Our children watched their favourite movies and played games, all dressed in their new Eid clothes. Unfortunately their close friends are away this year as it’s currently the summer holidays. Hopefully we will meet up with several others over the next few days. It’s always a quiet affair on the first day here in England unless you have your extended families close by. My mom was very emotional when we chatted today, she misses me badly on this auspicious day. My big daughter is currently a replica of me between the ages of 11-14, brings back memories of my growing up years for my mom. Makes me feel truly guilty for being so far away! I chose to be with my husband in the UK, had I thought of how much my parents’ hearts would break over the years by living thousands of miles away, would I still have married him? Yes, I would have, for I knew he was the one for me!

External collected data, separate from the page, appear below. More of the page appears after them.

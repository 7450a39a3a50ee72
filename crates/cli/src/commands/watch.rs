//! `hashnav watch`: Navigate on every hash read from stdin.
//!
//! Each non-empty line becomes the new location hash. Stops at end of
//! input or on Ctrl-C, after in-flight navigations finish.

use std::path::Path;

use hashnav_core::{Location, NavigationEvent};
use tokio::io::{AsyncBufReadExt, BufReader};
use tokio::sync::{broadcast, oneshot};
use tracing::warn;

use super::{CommandResult, open_site};

pub async fn run(config_path: Option<&Path>, json: bool) -> CommandResult {
    let site = open_site(config_path, None).await?;

    let mut events = site.controller.subscribe();
    let printer = tokio::spawn(async move {
        loop {
            match events.recv().await {
                Ok(event) => print_event(&event, json),
                Err(broadcast::error::RecvError::Lagged(skipped)) => {
                    warn!(skipped, "Event printer lagged");
                }
                Err(broadcast::error::RecvError::Closed) => break,
            }
        }
    });

    let location = site.location.clone();
    let (eof_tx, eof_rx) = oneshot::channel::<()>();
    let reader = tokio::spawn(async move {
        let mut lines = BufReader::new(tokio::io::stdin()).lines();
        loop {
            match lines.next_line().await {
                Ok(Some(line)) => {
                    let hash = line.trim();
                    if !hash.is_empty() {
                        location.set_hash(hash);
                    }
                }
                Ok(None) => break,
                Err(e) => {
                    warn!(error = %e, "Failed to read stdin");
                    break;
                }
            }
        }
        let _ = eof_tx.send(());
    });

    let shutdown = async move {
        tokio::select! {
            _ = eof_rx => {}
            _ = tokio::signal::ctrl_c() => {}
        }
    };

    let started = hashnav_router::run(site.controller.clone(), shutdown).await;
    reader.abort();

    // Dropping the last controller handle closes the event stream.
    drop(site);
    let _ = printer.await;

    if !json {
        println!("\n  {started} navigation(s)");
    }
    Ok(())
}

fn print_event(event: &NavigationEvent, json: bool) {
    if json {
        match serde_json::to_string(event) {
            Ok(line) => println!("{line}"),
            Err(e) => warn!(error = %e, "Failed to serialize event"),
        }
        return;
    }

    match event {
        NavigationEvent::NavigationStarted {
            generation, route, ..
        } => println!("→ [{generation}] {route}"),
        NavigationEvent::FragmentFallback {
            mount,
            primary,
            error_message,
            ..
        } => println!("  ⚠️  #{mount}: {primary} failed ({error_message}), using fallback"),
        NavigationEvent::NavigationCompleted {
            generation,
            route,
            outcome,
            title,
            ..
        } => println!("✅ [{generation}] {route}: {outcome}, title \"{title}\""),
        NavigationEvent::NavigationSuperseded {
            generation, route, ..
        } => println!("⏭️  [{generation}] {route} superseded"),
    }
}
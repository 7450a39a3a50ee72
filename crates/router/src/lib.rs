//! # hashnav router
//!
//! Hash-based fragment routing over the `hashnav-core` seams:
//!
//! - [`RouteResolver`]: location hash → route
//! - [`SidebarPolicy`]: route → sidebar fragment or none
//! - [`ContentInjector`]: fetch and write with the 404 / inline-error fallback
//! - [`NavigationController`]: one full navigation, generation-guarded
//! - [`runtime::run`]: the hash-change loop

pub mod controller;
pub mod generation;
pub mod injector;
pub mod nav_links;
pub mod resolver;
pub mod runtime;
pub mod sidebar;
pub mod title;

pub use controller::{ControllerSettings, NavigationController};
pub use generation::{GenerationCounter, GenerationTicket};
pub use injector::{ContentInjector, InjectorSettings, error_fragment};
pub use nav_links::mark_active_links;
pub use resolver::RouteResolver;
pub use runtime::run;
pub use sidebar::SidebarPolicy;
pub use title::TitleFormatter;
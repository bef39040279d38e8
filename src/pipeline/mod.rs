//! Content pipeline.
//!
//! # Data Flow
//! ```text
//! run_batch (one task per platform)
//!     → orchestrator.rs (generate → critique → improve → judge)
//!         → routing + resilient executor per stage
//!         → shuffle.rs (anonymize) → judge.rs (verdict) → shuffle.rs (reveal)
//!     → BatchReport (per-platform outcome, request order)
//! ```

pub mod batch;
pub mod judge;
pub mod orchestrator;
pub mod prompts;
pub mod shuffle;
pub mod types;

pub use batch::{run_batch, BatchReport, DraftProvenance, PlatformOutcome};
pub use judge::{derive_ranking, parse_judge_response, BlindJudge, Verdict};
pub use orchestrator::{Orchestrator, ResetTarget};
pub use shuffle::{anonymize, reveal, shuffle};
pub use types::{
    Draft, JudgeResult, Label, PipelineError, PipelineOutcome, PipelineResult, ShuffleMap, Stage,
    Version,
};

My only consolation is that my parents needn’t worry about me, even today my mom mentioned how grateful and happy she is to have a son-in-law who treasures her eldest daughter like a precious gem. I’m so sorry mom for upsetting you, by being 6,500 miles away from you! But you are constantly in my heart, mind and prayers. How I wish things were different, that we were geographically closer. But this is our fate, we have to accept it. Not everything in life goes our way all the time. We must keep focusing on the blessings, not our misfortunes. Always thank God for the good things in life, which can be taken away as easily as it comes at any moment. Alhamdulillah for this special blessed day, thank you God for everything you’ve given us. Eid Mubarak to all, wishing you peace and blessings today and always…
Eid Mubarak to everyone! Praise be to God for this blessed day!